Hoje a empresa despacha seus produtos para mais de 150 países e, embora não divulgue números oficiais, fontes ouvidas pela Reuters apontam um faturamento de quase US$ 16 bi em 2021 e um valuation de cerca de US$ 100 bilhões.

Numa rodada de captação feita em agosto de 2020, a empresa, que tem entre os investidores Sequoia Capital, IDG Capital e Tiger Global, foi avaliada em US$ 15 bilhões.

Com todo esse sucesso, os preços ultra-baixos dos produtos – no portal brasileiro uma blusa pode custar R$ 27 e um vestido, R$ 42 – despertam questionamentos sobre as condições em que os itens são produzidos.  

Diante do deserto de informações por parte da empresa, relatórios independentes têm fornecido pistas – e elas não são abonadoras.

O barato sai caro

No índice de transparência da moda de 2021, a Shein marcou apenas 1% (num total possível de 100%), figurando entre as 21 mais mal avaliadas. O índice, calculado por uma organização sem fins lucrativos, avalia e ranqueia 250 dos maiores e mais lucrativos grupos de moda do mundo segundo as informações divulgadas pelas empresas sobre suas políticas e práticas de direitos humanos e ambientais, tanto nas operações próprias quanto na cadeia produtiva.

Uma reportagem da Reuters de agosto do ano passado revelou que a Shein não cumpria a lei britânica que obriga varejistas de determinado porte a divulgar as condições de trabalho de sua cadeia de fornecimento. E pior: vinha informando erroneamente que possuía certificações internacionais das condições de trabalho.

Em relatório divulgado em novembro, a ONG Public Eye se propôs a responder à questão: onde e sob quais condições são produzidas as roupas da marca de baixo custo?

Um resumo no formato webstory

Pesquisadores locais registraram depoimentos de trabalhadores terceirizados da Shein e tiraram fotos das instalações na Vila de Nancun, em Guangzhou (antiga Cantão), informalmente chamada de Vila Shein, devido à alta concentração de fornecedores da marca.

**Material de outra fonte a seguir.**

// tests/target_signal.rs

mod common;
use crate::common::{init_tracing, with_timeout, TestResult};

use std::sync::Arc;
use std::time::Duration;

use anyhow::anyhow;
use tokio::task::JoinSet;

use buildgraph::errors::WaitCancelled;
use buildgraph::{
    Action, BuildTarget, CancelContext, Completion, DependencyGraph, TargetFailure, TargetState,
};

fn single_target() -> Arc<BuildTarget> {
    let mut graph = DependencyGraph::new();
    graph
        .add_root("lib", Action::noop())
        .expect("fresh graph accepts a root")
}

#[test]
fn test_mark_running_twice_is_an_error() {
    let target = single_target();

    target.mark_running().expect("first start is valid");
    let err = target.mark_running().expect_err("second start is a programmer error");

    assert_eq!(err.from, TargetState::Running);
    assert_eq!(err.to, TargetState::Running);
    assert_eq!(target.state(), TargetState::Running);
}

#[test]
fn test_terminal_state_never_regresses() {
    let target = single_target();
    target.mark_running().unwrap();

    assert!(target.mark_succeeded(Duration::from_millis(3)));
    assert!(!target.mark_failed(TargetFailure::Cancelled));
    assert!(!target.mark_succeeded(Duration::from_millis(9)));

    assert_eq!(target.state(), TargetState::Succeeded);
    assert!(target.is_terminal());
    assert!(target.failure().is_none());
    assert_eq!(target.duration(), Some(Duration::from_millis(3)));
    assert!(target.mark_running().is_err());
}

#[test]
fn test_pending_target_can_be_skipped_but_not_succeeded() {
    let target = single_target();

    assert!(!target.mark_succeeded(Duration::ZERO), "success requires Running");
    assert_eq!(target.state(), TargetState::Pending);

    assert!(target.mark_failed(TargetFailure::SkippedDueToDependencyFailure {
        dependency: "dep".to_string(),
    }));
    assert_eq!(target.state(), TargetState::Failed);
    assert!(target.duration().is_none());
}

#[tokio::test(flavor = "multi_thread", worker_threads = 4)]
async fn test_completion_releases_every_waiter_with_outcome() -> TestResult {
    init_tracing();

    let target = single_target();
    let ctx = CancelContext::new();

    let mut waiters = JoinSet::new();
    for _ in 0..32 {
        let target = Arc::clone(&target);
        let ctx = ctx.clone();
        waiters.spawn(async move { target.wait(&ctx).await });
    }

    tokio::time::sleep(Duration::from_millis(20)).await;
    target.mark_running()?;
    target.mark_failed(TargetFailure::action_failed(
        anyhow!("linker exploded"),
        Duration::from_millis(5),
    ));

    let mut released = 0;
    while let Some(joined) = with_timeout(waiters.join_next()).await {
        match joined? {
            Ok(Completion::Failed(TargetFailure::ActionFailed { source, .. })) => {
                assert!(source.to_string().contains("linker exploded"));
                released += 1;
            }
            other => panic!("expected ActionFailed, got {other:?}"),
        }
    }
    assert_eq!(released, 32);
    Ok(())
}

#[tokio::test]
async fn test_late_waiter_sees_terminal_outcome_immediately() -> TestResult {
    let target = single_target();
    target.mark_running()?;
    target.mark_succeeded(Duration::from_millis(1));

    let outcome = with_timeout(target.wait(&CancelContext::new())).await;
    assert!(matches!(outcome, Ok(Completion::Succeeded)));
    Ok(())
}

#[tokio::test]
async fn test_cancelled_wait_is_distinct_from_failure() {
    let target = single_target();
    let ctx = CancelContext::new();

    let waiter = {
        let target = Arc::clone(&target);
        let ctx = ctx.clone();
        tokio::spawn(async move { target.wait(&ctx).await })
    };

    tokio::time::sleep(Duration::from_millis(10)).await;
    ctx.cancel();

    let outcome = with_timeout(waiter).await.unwrap();
    assert_eq!(outcome.unwrap_err(), WaitCancelled);
    assert_eq!(target.state(), TargetState::Pending, "cancelling a wait does not settle the target");
}

#[tokio::test]
async fn test_terminal_outcome_wins_over_cancelled_context() {
    let target = single_target();
    target.mark_running().unwrap();
    target.mark_succeeded(Duration::ZERO);

    let ctx = CancelContext::new();
    ctx.cancel();

    let outcome = target.wait(&ctx).await;
    assert!(matches!(outcome, Ok(Completion::Succeeded)));
}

Alguns dos achados: instalações sem condições adequadas de saúde e segurança, com enormes sacos de roupas amontoadas bloqueando os corredores e saídas, jornadas de trabalho de 11 horas por dia, com apenas um ou dois dias livres por mês, trabalhadores sem contrato, pagamento por peça produzida. 

No grande galpão logístico que atende a marca, a situação encontrada foi semelhante: jornadas diárias de 11 a até 14 horas e a maioria trabalhando até 28 dias num mês porque a remuneração dobra a partir do 23º dia. A renda pode até ser atraente (R$ 6 mil a R$ 9 mil mensais), mas a carga horária é completamente fora da lei, configurando praticamente dois empregos em um.

Um giro pelas redes sociais mostra mais problemas: a empresa constantemente é alvo de denúncias de estilistas que a acusam de copiar seus modelos descaradamente. 

No ano passado, a empresa publicou um código de conduta de seus fornecedores, indicando que os funcionários devem ser maiores de 16 anos, leis devem ser cumpridas e impactos no meio-ambiente têm de ser mitigados, entre outras diretrizes. Mas elas mais parecem cumprir a função de isentar a companhia juridicamente em relação a práticas eventualmente inadequadas ou ilegais de seus terceirizados.

Depois do relatório da Public Eye, a empresa anunciou que abriria investigações internas e, num movimento para lustrar suas credenciais, em dezembro recrutou para ser seu chefe global de ESG Adam Whinston, um veterano da sustentabilidade com passagens por J.C. Penney, Walt Disney e Hewlett-Packard. Ele ficará baseado em Los Angeles.

Além dele, a equipe da Shein nos Estados Unidos, seu principal mercado, tem sido reforçada em várias frentes, num indicativo de que a abertura de capital está mesmo ganhando tração.